Le Polestar 3, dans sa configuration monomoteur longue autonomie, est un SUV spacieux et confortable doté d’une capacité de batterie impressionnante. Cependant, après des milliers de kilomètres, il est clair que l’insistance de la voiture sur une technologie trop complexe nuit parfois à l’expérience de conduite. Malgré la grosse batterie éliminant l’anxiété liée à l’autonomie, la qualité de conduite pourrait être améliorée et le système d’infodivertissement exige de la patience plutôt qu’une interaction transparente.

Premières impressions : la familiarité engendre la tolérance

La Polestar 3 n’est pas une voiture « hop-in-and-go ». Il faut du temps pour apprendre ses bizarreries, et son approche technologique peut être écrasante au début. La plus grande frustration initiale était le porte-clés, qui épuise la batterie plus rapidement qu’un vieux smartphone, obligeant à passer à l’intégration Apple Wallet pour un déverrouillage fiable. Cette solution simple – ajouter la clé au téléphone – s’est avérée transformatrice, permettant au véhicule de se déverrouiller automatiquement à l’approche.

Mises à jour techniques et problèmes persistants

Polestar a résolu certains problèmes clés d’utilisation avec une mise à jour du processeur principal pour les 3 propriétaires. Cela a ajouté une fonction de contrôle de distance qui manquait cruellement au régulateur de vitesse adaptatif, mais le régulateur de vitesse de base reste illogique. D’autres marques proposent des fonctions intuitives de réglage, d’annulation et de reprise, mais Polestar insiste pour enterrer ces commandes dans le menu de l’écran tactile ou pour utiliser des boutons au volant mal conçus.

Malgré ces défauts, le système d’infodivertissement de la voiture brille dans certains domaines. La navigation basée sur Google est supérieure à Apple CarPlay ou à Google Maps standard, prédisant avec précision les niveaux de batterie à l’arrivée et planifiant les arrêts de charge. Cependant, CarPlay sans fil reste frustrant et prend quelques minutes pour reconnaître un téléphone connecté.

Confort et praticité : un bagage mixte

La Polestar 3 excelle en termes d’espace intérieur, de confort et de capacité de coffre. Cependant, la suspension non adaptative de ce modèle d’entrée de gamme offre une conduite peu douce. Alors que l’autonomie officielle est de 438 milles, les tests réels montrent environ 300 milles avec une charge complète. C’est suffisant pour un voyage aller-retour de 230 milles sans restrictions de vitesse excessives ni compromis en matière de climatisation.

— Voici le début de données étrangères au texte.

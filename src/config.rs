// src/config.rs
use anyhow::{Context, Result};
use serde::{Deserialize, Serialize};
use std::path::Path;
use tracing::{debug, info};
use xdg::BaseDirectories;

pub const APP_NAME: &str = "bolsatui";
pub const DEFAULT_CONFIG_FILENAME: &str = "config.toml";

// Main configuration structure, mapping to config.toml
#[derive(Deserialize, Serialize, Debug, Clone, Default)]
#[serde(deny_unknown_fields)]
pub struct Config {
    #[serde(default)]
    pub api: ApiConfig,
    #[serde(default)]
    pub interface: InterfaceConfig,
    #[serde(default)]
    pub logging: LoggingConfig,
    #[serde(default)]
    pub keybindings: KeyBindingsConfig,
}

#[derive(Deserialize, Serialize, Debug, Clone)]
#[serde(deny_unknown_fields)]
pub struct ApiConfig {
    #[serde(default = "default_endpoint")]
    pub endpoint: String,
}

fn default_endpoint() -> String {
    "http://localhost:3000/offers".to_string()
}

impl Default for ApiConfig {
    fn default() -> Self {
        ApiConfig {
            endpoint: default_endpoint(),
        }
    }
}

#[derive(Deserialize, Serialize, Debug, Clone)]
#[serde(deny_unknown_fields)]
pub struct InterfaceConfig {
    #[serde(default = "default_refresh_interval_ms")]
    pub refresh_interval_ms: u64,
    // Upper bound of the price filter; the control moves in price_step
    // increments between 0 and this.
    #[serde(default = "default_price_ceiling")]
    pub price_ceiling: f64,
    #[serde(default = "default_price_step")]
    pub price_step: f64,
    #[serde(default = "default_sort")]
    pub default_sort: String, // "name", "price", "rating" or "unsorted"
}

fn default_refresh_interval_ms() -> u64 {
    500
}
fn default_price_ceiling() -> f64 {
    700.0
}
fn default_price_step() -> f64 {
    10.0
}
fn default_sort() -> String {
    "name".to_string()
}

impl Default for InterfaceConfig {
    fn default() -> Self {
        InterfaceConfig {
            refresh_interval_ms: default_refresh_interval_ms(),
            price_ceiling: default_price_ceiling(),
            price_step: default_price_step(),
            default_sort: default_sort(),
        }
    }
}

#[derive(Deserialize, Serialize, Debug, Clone)]
#[serde(deny_unknown_fields)]
pub struct LoggingConfig {
    #[serde(default = "default_log_level")]
    pub level: String, // "debug", "info", "warn", "error"
    #[serde(default = "default_log_dir")]
    pub log_dir: String, // Path, can use ~
    #[serde(default = "default_rotate_daily")]
    pub rotate_daily: bool,
    #[serde(default = "default_retain_days")]
    pub retain_days: u32,
}

fn default_log_level() -> String {
    "info".to_string()
}
fn default_log_dir() -> String {
    "~/.bolsatui/logs".to_string() // Using ~ for home dir, will need expansion
}
fn default_rotate_daily() -> bool {
    true
}
fn default_retain_days() -> u32 {
    7
}

impl Default for LoggingConfig {
    fn default() -> Self {
        LoggingConfig {
            level: default_log_level(),
            log_dir: default_log_dir(),
            rotate_daily: default_rotate_daily(),
            retain_days: default_retain_days(),
        }
    }
}

#[derive(Deserialize, Serialize, Debug, Clone)]
#[serde(deny_unknown_fields)]
pub struct KeyBindingsConfig {
    #[serde(default = "default_quit")] pub quit: String,
    #[serde(default = "default_help")] pub help: String,
    #[serde(default = "default_search")] pub search: String,
    #[serde(default = "default_filters")] pub filters: String,
    #[serde(default = "default_sort_key")] pub sort: String,
    #[serde(default = "default_reload")] pub reload: String,
    #[serde(default = "default_next_tab")] pub next_tab: String,
    #[serde(default = "default_prev_tab")] pub prev_tab: String,
    #[serde(default = "default_up")] pub up: String,
    #[serde(default = "default_down")] pub down: String,
    #[serde(default = "default_enter")] pub enter: String,
    #[serde(default = "default_toggle")] pub toggle: String,
}

fn default_quit() -> String { "q".to_string() }
fn default_help() -> String { "?".to_string() }
fn default_search() -> String { "/".to_string() }
fn default_filters() -> String { "f".to_string() }
fn default_sort_key() -> String { "s".to_string() }
fn default_reload() -> String { "r".to_string() }
fn default_next_tab() -> String { "Tab".to_string() }
fn default_prev_tab() -> String { "BackTab".to_string() }
fn default_up() -> String { "Up".to_string() }
fn default_down() -> String { "Down".to_string() }
fn default_enter() -> String { "Enter".to_string() }
fn default_toggle() -> String { "Space".to_string() }

impl Default for KeyBindingsConfig {
    fn default() -> Self {
        Self {
            quit: default_quit(),
            help: default_help(),
            search: default_search(),
            filters: default_filters(),
            sort: default_sort_key(),
            reload: default_reload(),
            next_tab: default_next_tab(),
            prev_tab: default_prev_tab(),
            up: default_up(),
            down: default_down(),
            enter: default_enter(),
            toggle: default_toggle(),
        }
    }
}

impl Config {
    pub fn load(config_path_override: Option<&Path>) -> Result<Self> {
        let xdg_dirs = BaseDirectories::with_prefix(APP_NAME)?;
        let config_path = match config_path_override {
            Some(path) => {
                debug!("Using provided config path override: {}", path.display());
                path.to_path_buf()
            }
            None => xdg_dirs
                .find_config_file(DEFAULT_CONFIG_FILENAME)
                .with_context(|| {
                    format!(
                        "Could not find default config file '{}'",
                        DEFAULT_CONFIG_FILENAME
                    )
                })?,
        };

        info!("Loading configuration from {}", config_path.display());
        let config_str = std::fs::read_to_string(&config_path)
            .with_context(|| format!("Failed to read config file at {}", config_path.display()))?;

        let config: Config =
            toml::from_str(&config_str).with_context(|| "Failed to parse TOML configuration")?;

        Ok(config)
    }
}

Efficacité et autonomie réelle

L’efficacité moyenne est de 5,1 miles par kWh, soit environ les trois quarts du chiffre officiel. Cela se traduit par environ 300 miles d’autonomie utilisable, ce qui correspond à l’expérience des véhicules essence, diesel et électriques où les chiffres officiels dépassent souvent les performances réelles.

Polestar 2 : un bref intermède

En attendant les mises à jour du processeur, une Polestar 2 a été testée en remplacement temporaire. Le processus de mise à niveau pour le 3 comprend la modernisation des modèles existants avec un processeur plus rapide pour s’adapter aux futures mises à jour en direct, ainsi que de nouvelles fonctionnalités telles que les rétroviseurs rabattables automatiquement.

Propriété à long terme : le verdict

Le Polestar 3 Long Range Single Motor est un SUV électrique performant. Malgré ses complexités technologiques, la voiture offre suffisamment d’espace, de confort et une autonomie réaliste d’environ 300 miles. Les améliorations les plus importantes consisteraient à simplifier le système d’infodivertissement et à affiner la qualité de conduite.

La Polestar 3 demande de la patience pour libérer pleinement son potentiel, mais la combinaison d’espace, de technologie moderne (quand elle fonctionne) et de capacité à longue autonomie en fait une option compétitive sur le marché des SUV électriques.